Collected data
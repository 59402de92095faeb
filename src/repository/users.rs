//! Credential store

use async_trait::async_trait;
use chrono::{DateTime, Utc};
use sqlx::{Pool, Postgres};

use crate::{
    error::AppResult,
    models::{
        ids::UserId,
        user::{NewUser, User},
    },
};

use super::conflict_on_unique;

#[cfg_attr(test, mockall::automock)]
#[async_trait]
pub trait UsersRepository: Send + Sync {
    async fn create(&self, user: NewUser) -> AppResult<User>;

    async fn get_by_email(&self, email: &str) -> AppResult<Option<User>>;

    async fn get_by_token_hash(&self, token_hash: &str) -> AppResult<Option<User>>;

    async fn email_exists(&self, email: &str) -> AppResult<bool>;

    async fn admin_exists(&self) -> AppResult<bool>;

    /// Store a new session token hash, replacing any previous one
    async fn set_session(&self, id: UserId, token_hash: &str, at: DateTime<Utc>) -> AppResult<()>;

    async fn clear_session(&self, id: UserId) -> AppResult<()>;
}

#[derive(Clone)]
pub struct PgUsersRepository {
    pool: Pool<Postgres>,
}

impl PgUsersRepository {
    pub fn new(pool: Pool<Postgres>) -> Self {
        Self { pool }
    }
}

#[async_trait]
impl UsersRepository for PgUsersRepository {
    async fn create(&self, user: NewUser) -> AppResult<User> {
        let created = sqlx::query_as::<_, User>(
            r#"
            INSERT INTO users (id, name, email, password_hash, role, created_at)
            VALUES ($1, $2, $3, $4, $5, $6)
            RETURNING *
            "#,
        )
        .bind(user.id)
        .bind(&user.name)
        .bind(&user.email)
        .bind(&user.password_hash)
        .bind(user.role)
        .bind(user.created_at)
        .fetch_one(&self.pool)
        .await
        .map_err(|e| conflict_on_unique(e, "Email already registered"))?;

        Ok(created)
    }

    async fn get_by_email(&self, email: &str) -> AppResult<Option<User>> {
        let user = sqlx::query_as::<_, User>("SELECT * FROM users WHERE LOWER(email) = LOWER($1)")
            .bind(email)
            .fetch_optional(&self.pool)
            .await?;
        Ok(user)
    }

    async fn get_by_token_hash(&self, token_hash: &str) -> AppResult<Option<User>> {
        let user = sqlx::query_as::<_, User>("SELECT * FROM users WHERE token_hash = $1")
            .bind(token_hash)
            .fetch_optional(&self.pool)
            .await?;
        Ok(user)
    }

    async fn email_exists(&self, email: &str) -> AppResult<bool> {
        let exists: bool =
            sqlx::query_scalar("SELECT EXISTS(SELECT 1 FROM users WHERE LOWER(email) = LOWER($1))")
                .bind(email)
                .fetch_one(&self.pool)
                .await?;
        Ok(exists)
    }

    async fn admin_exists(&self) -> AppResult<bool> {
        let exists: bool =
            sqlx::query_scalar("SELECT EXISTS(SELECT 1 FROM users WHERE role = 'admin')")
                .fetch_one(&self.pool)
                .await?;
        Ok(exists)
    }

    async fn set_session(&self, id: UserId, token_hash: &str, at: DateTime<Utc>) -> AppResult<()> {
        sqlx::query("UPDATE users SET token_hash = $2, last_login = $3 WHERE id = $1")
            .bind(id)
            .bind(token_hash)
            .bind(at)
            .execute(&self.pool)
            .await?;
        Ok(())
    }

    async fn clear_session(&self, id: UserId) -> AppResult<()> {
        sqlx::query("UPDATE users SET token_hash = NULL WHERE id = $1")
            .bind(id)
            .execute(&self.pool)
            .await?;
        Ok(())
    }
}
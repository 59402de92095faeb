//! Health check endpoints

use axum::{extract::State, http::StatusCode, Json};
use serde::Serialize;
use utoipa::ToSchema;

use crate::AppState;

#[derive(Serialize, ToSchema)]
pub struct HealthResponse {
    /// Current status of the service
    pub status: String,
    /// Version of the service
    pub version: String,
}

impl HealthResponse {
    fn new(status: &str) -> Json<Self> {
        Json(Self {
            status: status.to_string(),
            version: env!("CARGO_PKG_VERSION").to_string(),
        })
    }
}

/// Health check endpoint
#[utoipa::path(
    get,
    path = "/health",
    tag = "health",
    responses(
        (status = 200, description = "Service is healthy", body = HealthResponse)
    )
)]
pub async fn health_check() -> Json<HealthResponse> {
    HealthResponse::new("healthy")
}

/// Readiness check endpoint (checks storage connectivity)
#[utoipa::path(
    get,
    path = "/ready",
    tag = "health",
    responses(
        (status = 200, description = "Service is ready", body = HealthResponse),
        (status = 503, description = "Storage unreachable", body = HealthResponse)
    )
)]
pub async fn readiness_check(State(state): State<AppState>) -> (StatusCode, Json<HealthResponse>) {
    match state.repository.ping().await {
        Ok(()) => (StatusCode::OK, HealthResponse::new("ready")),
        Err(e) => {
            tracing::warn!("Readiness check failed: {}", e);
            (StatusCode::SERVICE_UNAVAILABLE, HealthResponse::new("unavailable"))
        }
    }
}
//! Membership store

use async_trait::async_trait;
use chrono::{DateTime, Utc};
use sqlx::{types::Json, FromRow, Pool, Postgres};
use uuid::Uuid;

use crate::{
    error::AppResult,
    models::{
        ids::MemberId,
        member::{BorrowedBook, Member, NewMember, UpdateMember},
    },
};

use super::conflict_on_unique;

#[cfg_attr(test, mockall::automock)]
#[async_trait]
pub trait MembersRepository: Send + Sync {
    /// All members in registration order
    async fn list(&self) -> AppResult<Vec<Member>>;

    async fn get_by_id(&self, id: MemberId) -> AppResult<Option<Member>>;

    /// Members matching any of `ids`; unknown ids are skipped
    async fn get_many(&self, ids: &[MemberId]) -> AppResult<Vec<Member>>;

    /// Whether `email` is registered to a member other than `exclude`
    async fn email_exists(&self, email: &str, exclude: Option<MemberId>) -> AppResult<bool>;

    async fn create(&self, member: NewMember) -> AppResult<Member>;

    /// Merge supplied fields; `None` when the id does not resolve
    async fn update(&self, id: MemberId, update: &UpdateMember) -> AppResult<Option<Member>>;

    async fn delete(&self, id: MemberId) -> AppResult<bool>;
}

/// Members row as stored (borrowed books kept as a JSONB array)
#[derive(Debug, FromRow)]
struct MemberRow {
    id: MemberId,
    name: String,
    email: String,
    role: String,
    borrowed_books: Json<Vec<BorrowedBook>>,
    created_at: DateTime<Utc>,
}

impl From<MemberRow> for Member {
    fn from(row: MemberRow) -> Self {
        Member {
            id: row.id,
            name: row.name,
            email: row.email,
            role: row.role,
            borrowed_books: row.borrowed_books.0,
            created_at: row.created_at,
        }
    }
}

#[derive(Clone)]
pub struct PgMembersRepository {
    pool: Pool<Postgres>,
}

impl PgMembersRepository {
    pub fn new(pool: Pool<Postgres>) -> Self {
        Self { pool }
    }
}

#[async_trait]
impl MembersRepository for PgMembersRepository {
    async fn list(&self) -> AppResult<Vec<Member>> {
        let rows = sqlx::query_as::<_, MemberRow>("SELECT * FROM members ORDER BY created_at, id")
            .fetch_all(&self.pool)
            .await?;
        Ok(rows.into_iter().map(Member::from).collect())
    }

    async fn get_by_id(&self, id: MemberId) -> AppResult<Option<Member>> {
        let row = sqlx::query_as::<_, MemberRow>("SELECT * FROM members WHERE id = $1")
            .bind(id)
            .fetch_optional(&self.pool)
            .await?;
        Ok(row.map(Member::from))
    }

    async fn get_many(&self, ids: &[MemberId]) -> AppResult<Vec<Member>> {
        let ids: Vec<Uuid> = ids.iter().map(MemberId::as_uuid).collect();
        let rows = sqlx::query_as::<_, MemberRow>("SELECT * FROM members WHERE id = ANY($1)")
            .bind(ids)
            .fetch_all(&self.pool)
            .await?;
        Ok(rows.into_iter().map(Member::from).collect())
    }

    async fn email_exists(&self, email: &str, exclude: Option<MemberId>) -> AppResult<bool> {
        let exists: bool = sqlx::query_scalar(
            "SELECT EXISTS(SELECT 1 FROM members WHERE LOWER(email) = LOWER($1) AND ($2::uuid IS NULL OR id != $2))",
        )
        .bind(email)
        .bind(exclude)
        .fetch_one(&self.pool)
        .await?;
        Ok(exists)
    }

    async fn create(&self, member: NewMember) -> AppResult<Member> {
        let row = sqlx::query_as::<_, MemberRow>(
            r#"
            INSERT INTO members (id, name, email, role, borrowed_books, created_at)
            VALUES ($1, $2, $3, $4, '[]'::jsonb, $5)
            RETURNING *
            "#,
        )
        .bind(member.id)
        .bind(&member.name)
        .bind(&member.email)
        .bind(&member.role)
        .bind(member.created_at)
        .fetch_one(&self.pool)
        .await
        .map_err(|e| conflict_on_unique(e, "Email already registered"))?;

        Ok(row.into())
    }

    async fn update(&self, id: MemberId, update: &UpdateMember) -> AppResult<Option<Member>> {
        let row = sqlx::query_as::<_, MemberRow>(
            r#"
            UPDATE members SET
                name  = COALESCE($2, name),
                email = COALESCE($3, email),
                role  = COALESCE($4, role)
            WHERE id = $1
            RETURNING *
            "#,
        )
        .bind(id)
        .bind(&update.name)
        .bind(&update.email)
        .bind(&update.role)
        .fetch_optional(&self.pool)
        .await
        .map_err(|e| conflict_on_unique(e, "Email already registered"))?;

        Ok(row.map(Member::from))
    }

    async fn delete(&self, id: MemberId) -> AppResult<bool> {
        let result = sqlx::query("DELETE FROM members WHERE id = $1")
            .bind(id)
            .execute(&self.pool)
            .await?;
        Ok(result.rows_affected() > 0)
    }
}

- WHAT YOU WILL DO
Whenever a line of the data includes the word "NewUser", show that line in full.

- ANSWER
        user::{NewUser, User},
    async fn create(&self, user: NewUser) -> AppResult<User>;
    async fn create(&self, user: NewUser) -> AppResult<User> {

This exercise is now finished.